-------- Working data --------

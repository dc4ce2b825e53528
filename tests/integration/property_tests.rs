//! Property-based tests for directory invariants.
//!
//! Uses proptest to generate group names around the length limit, role type
//! strings inside and outside the vocabulary, and membership sequences.

use idp_directory_mock::resource::{AssignRoleRequest, Group, RoleType};
use idp_directory_mock::storage::{GroupStore, UserStore};
use idp_directory_mock::ErrorKind;
use proptest::prelude::*;
use std::collections::HashSet;

/// Strategy for role type strings that are in the vocabulary
fn valid_role_strategy() -> impl Strategy<Value = RoleType> {
    prop::sample::select(RoleType::ALL.to_vec())
}

/// Strategy for role type strings outside the vocabulary
fn invalid_role_strategy() -> impl Strategy<Value = String> {
    "[A-Za-z_]{0,30}".prop_filter("must not be a known role", |candidate| {
        candidate.parse::<RoleType>().is_err()
    })
}

proptest! {
    #[test]
    fn prop_valid_names_are_created_and_retrievable(name in "[a-zA-Z0-9 _-]{1,255}") {
        let mut store = GroupStore::new();
        let group = store.create_group(Group::from_name(name.clone())).unwrap();

        prop_assert_eq!(store.get_group_by_id(&group.id).unwrap(), &group);
        prop_assert_eq!(store.get_group_by_name(&name).unwrap(), &group);
    }

    #[test]
    fn prop_overlong_names_are_rejected(extra in 1usize..200) {
        let mut store = GroupStore::new();
        let name = "n".repeat(255 + extra);

        let err = store.create_group(Group::from_name(name)).unwrap_err();
        prop_assert_eq!(err.kind(), ErrorKind::InvalidName);
        prop_assert!(store.is_empty());
    }

    #[test]
    fn prop_invalid_roles_rejected_whether_or_not_group_exists(
        role in invalid_role_strategy(),
        create_group in any::<bool>(),
    ) {
        let mut store = GroupStore::new();
        let group_id = if create_group {
            store.create_group(Group::from_name("G")).unwrap().id
        } else {
            "1".to_string()
        };

        let err = store
            .assign_role_to_group(&group_id, &AssignRoleRequest::new(role))
            .unwrap_err();
        prop_assert_eq!(err.kind(), ErrorKind::InvalidRole);
    }

    #[test]
    fn prop_each_role_type_assigned_once(
        roles in prop::collection::vec(valid_role_strategy(), 1..30),
    ) {
        let mut store = GroupStore::new();
        let group = store.create_group(Group::from_name("G")).unwrap();

        let mut seen = HashSet::new();
        for role_type in &roles {
            let result = store.assign_role_to_group(&group.id, &(*role_type).into());
            if seen.insert(*role_type) {
                prop_assert!(result.is_ok());
            } else {
                prop_assert_eq!(result.unwrap_err().kind(), ErrorKind::DuplicateRole);
            }
        }

        let assigned = store.list_group_assigned_roles(&group.id).unwrap();
        prop_assert_eq!(assigned.len(), seen.len());
    }

    #[test]
    fn prop_removal_only_touches_target_user(
        adds in prop::collection::vec(0usize..5, 1..40),
        target in 0usize..5,
    ) {
        let mut users = UserStore::new();
        let created: Vec<_> = (0..5)
            .map(|i| users.create_user(&format!("user{}@test.com", i)).unwrap())
            .collect();
        let mut groups = GroupStore::new();
        let group = groups.create_group(Group::from_name("G")).unwrap();

        for &i in &adds {
            groups.add_user_to_group(&users, &group.id, &created[i].id).unwrap();
        }
        groups.remove_user_from_group(&users, &group.id, &created[target].id).unwrap();

        let expected = adds.iter().filter(|&&i| i != target).count();
        let members = groups.list_group_users(&users, &group.id).unwrap();
        prop_assert_eq!(members.len(), expected);
        prop_assert!(!groups.group_contains_user(&group, created[target].email()));
        prop_assert!(members.iter().all(|user| user.id != created[target].id));
    }

    #[test]
    fn prop_group_ids_unique_across_deletes(ops in prop::collection::vec(any::<bool>(), 1..60)) {
        let mut store = GroupStore::new();
        let mut issued = HashSet::new();

        for (n, create) in ops.into_iter().enumerate() {
            if create || store.is_empty() {
                let group = store.create_group(Group::from_name(format!("g{}", n))).unwrap();
                prop_assert!(issued.insert(group.id));
            } else {
                let victim = store.list_groups()[0].id.clone();
                store.delete_group(&victim).unwrap();
                prop_assert!(store.get_group_by_id(&victim).is_err());
            }
        }
    }
}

--------

(Your objective)
Going through the entries above, count the lines that have the word "result" and state that count alone.

(Output for this task)
3